(Material for this exercise)
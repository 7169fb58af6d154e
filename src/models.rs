//! Menu Models
//!
//! Data structures for the built, per-locale menu catalog.

use serde::{Deserialize, Serialize};

/// Supported display languages.
#[derive(Debug, Clone, Copy, PartialEq, Eq, Hash, Serialize, Deserialize)]
#[serde(rename_all = "lowercase")]
pub enum Lang {
    Uz,
    Ru,
    En,
}

impl Lang {
    pub const ALL: [Lang; 3] = [Lang::Uz, Lang::Ru, Lang::En];

    /// Tag used in storage and markup ("uz" / "ru" / "en").
    pub fn as_tag(&self) -> &'static str {
        match self {
            Lang::Uz => "uz",
            Lang::Ru => "ru",
            Lang::En => "en",
        }
    }

    /// Parse a stored tag. Unknown values return `None` so a corrupted
    /// preference falls back to the language gate instead of propagating.
    pub fn from_tag(tag: &str) -> Option<Lang> {
        match tag.trim() {
            "uz" => Some(Lang::Uz),
            "ru" => Some(Lang::Ru),
            "en" => Some(Lang::En),
            _ => None,
        }
    }

    /// Native-script label shown on the gate buttons.
    pub fn label(&self) -> &'static str {
        match self {
            Lang::Uz => "O‘zbek",
            Lang::Ru => "Русский",
            Lang::En => "English",
        }
    }
}

/// A single dish in one locale's catalog.
///
/// `id` is stable across locales and is the join key for cross-locale
/// lookup (featured-dish resolution).
#[derive(Debug, Clone, PartialEq, Serialize, Deserialize)]
pub struct MenuItem {
    pub id: String,
    pub name: String,
    /// Price in UZS (whole sums, no fractional unit).
    pub price: u64,
    pub veg: bool,
    /// Empty means "not yet published"; the modal shows placeholder copy.
    pub ingredients: Vec<String>,
}

/// An ordered group of dishes. Item order is authorial, never sorted.
#[derive(Debug, Clone, PartialEq, Serialize, Deserialize)]
pub struct MenuCategory {
    pub id: String,
    pub name: String,
    pub items: Vec<MenuItem>,
}

#[cfg(test)]
mod tests {
    use super::*;

    #[test]
    fn tag_roundtrip() {
        for lang in Lang::ALL {
            assert_eq!(Lang::from_tag(lang.as_tag()), Some(lang));
        }
    }

    #[test]
    fn unknown_tag_is_rejected() {
        assert_eq!(Lang::from_tag("de"), None);
        assert_eq!(Lang::from_tag(""), None);
        assert_eq!(Lang::from_tag("ru-RU"), None);
    }

    #[test]
    fn tag_parsing_trims_whitespace() {
        assert_eq!(Lang::from_tag(" en "), Some(Lang::En));
    }
}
(End Material for this exercise)
Among the records above, which lines hold the word "locale"? Copy each one.

//! Data structures for the built, per-locale menu catalog.
/// A single dish in one locale's catalog.
/// `id` is stable across locales and is the join key for cross-locale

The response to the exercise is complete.